Britain's child slaves



Sangat luar biasa baca ini. Sebuah buku dari professor ekonomi di Inggris. Dia menjelaskan ttg sejarahnya inggris menjadi pemimpin dunia di abad ke-19, lewat perdagangan dan industri. Tapi banyak orang tidak tahu bahwa perkembangan industry di inggris itu terjadi karena ada banyak pekerja anak miskin yang dipaksakan kerja, yang setara dgn budak, walaupun tidak disebut budak. Ada yang mulai kerja di usia 4-8 tahun. Di tambang batu bara, pabrik, pertanian dll. anak kecil dan anak yatim dari keluarga miskin dipaksakan kerja sampai 18 jam per hari. Tidak ada UU negara yang melindunginya, dan bos2 di tempat kerja itu sangat kejam dgn banyak bentuk hukuman bagi anak yang kerjakan kurang cepat, dan membuang saja anak yang kena kecelakaan (jadi cacat) dan ambil anak baru. Tidak ada hak sama sekali. Dia atas kerjanya anak2 kecil itu, Inggris bisa bangkit dan menjadi pemimpin!
-Gene Netto

Britain's Child Slaves
They started at 4am, lived off acorns and had nails put through their ears for shoddy work. Yet, says a new book, their misery helped forge Britain.
By Annabel Venning for MailOnline 17 September 2010
The Industrial Revolution brought immense prosperity to the British Empire.
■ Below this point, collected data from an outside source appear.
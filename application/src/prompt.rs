//! Turns retrieved chunks, past turns and the new question into chat messages.

use std::borrow::Cow;

use domain::models::{ContextOverflow, SearchHit};
use domain::session::{ChatMessage, ConversationMemory};
use shared::utils::truncate_chars;

pub const NO_CONTEXT_NOTE: &str = "No passage from the course material matched this question. \
Say so briefly, then answer from general knowledge if you can.";

/// A retrieved chunk as it will appear in the prompt.
#[derive(Debug, Clone, PartialEq)]
pub struct ContextPassage<'a> {
    pub source: &'a str,
    pub text: Cow<'a, str>,
}

#[derive(Debug, Clone)]
pub struct PromptBuilder {
    system_prompt: String,
    context_budget: usize,
    overflow: ContextOverflow,
    history_turns: usize,
}

impl PromptBuilder {
    pub fn new(system_prompt: impl Into<String>, context_budget: usize, overflow: ContextOverflow, history_turns: usize) -> Self {
        Self {
            system_prompt: system_prompt.into(),
            context_budget,
            overflow,
            history_turns,
        }
    }

    /// Chunks that fit the context budget, nearest first. Once a chunk does
    /// not fit, it and every less similar chunk after it are dropped; under
    /// [`ContextOverflow::TrimLeastSimilar`] that first chunk is cut to the
    /// remaining room instead.
    pub fn select_context<'a>(&self, hits: &'a [SearchHit]) -> Vec<ContextPassage<'a>> {
        let mut remaining = self.context_budget;
        let mut passages = Vec::new();
        for hit in hits {
            let text = hit.chunk.text.as_str();
            let chars = text.chars().count();
            if chars <= remaining {
                remaining -= chars;
                passages.push(ContextPassage {
                    source: &hit.chunk.document_id,
                    text: Cow::Borrowed(text),
                });
                continue;
            }
            if self.overflow == ContextOverflow::TrimLeastSimilar && remaining > 0 {
                passages.push(ContextPassage {
                    source: &hit.chunk.document_id,
                    text: Cow::Borrowed(truncate_chars(text, remaining)),
                });
            }
            break;
        }
        passages
    }

    pub fn system_message(&self, passages: &[ContextPassage<'_>]) -> ChatMessage {
        let mut content = self.system_prompt.clone();
        if passages.is_empty() {
            content.push_str("\n\n");
            content.push_str(NO_CONTEXT_NOTE);
            return ChatMessage::system(content);
        }
        content.push_str("\n\nCourse material:\n");
        for (n, passage) in passages.iter().enumerate() {
            content.push_str(&format!("\n[{}] (source: {})\n{}\n", n + 1, passage.source, passage.text.trim()));
        }
        ChatMessage::system(content)
    }

    /// System instructions with context, then past turns oldest first, then
    /// the question.
    pub fn build(&self, hits: &[SearchHit], memory: &ConversationMemory, question: &str) -> Vec<ChatMessage> {
        let passages = self.select_context(hits);
        let mut messages = Vec::with_capacity(2 + 2 * memory.len());
        messages.push(self.system_message(&passages));
        for turn in memory.recent(self.history_turns) {
            messages.push(ChatMessage::user(&turn.question));
            messages.push(ChatMessage::assistant(&turn.answer));
        }
        messages.push(ChatMessage::user(question));
        messages
    }
}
Not only did Britannia rule the waves, she ruled the global marketplace, too, dominating trade in cotton, wool and other commodities, while her inventors devised ingenious machinery to push productivity ever higher.

But, as a new book by Jane Humphries, a professor of economic history, shows, a terrible price was paid for this success by the labourers who serviced the machines, pushed the coal carts and turned the wheels that drove the Industrial Revolution. As British productivity soared, more machines and factories were built, and so more children were recruited to work in them. During the 1830s, the average age of a child labourer officially was ten, but in reality some were as young as four.

But to many of the monied classes, the poor were invisible: an inhuman sub-species who did not have the same feelings as their own and whose sufferings were unimportant. If they spared a thought for them at all, it was nothing more than a shudder of revulsion at the filth and disease they carried. Children were the ideal labourers: they were cheap (paid just 10-20 per cent of a man's wage) and could fit into small spaces such as under machinery and through narrow tunnels.

But despite the growth of cities, agriculture remained the biggest employer of children during the Industrial Revolution. While they might have escaped the deadly fumes and machinery of the factories, the life of a child farm labourer was every bit as brutal. Children as young as five worked in gangs, digging turnips from frozen soil or spreading manure. Many were so hungry that they resorted to eating rats.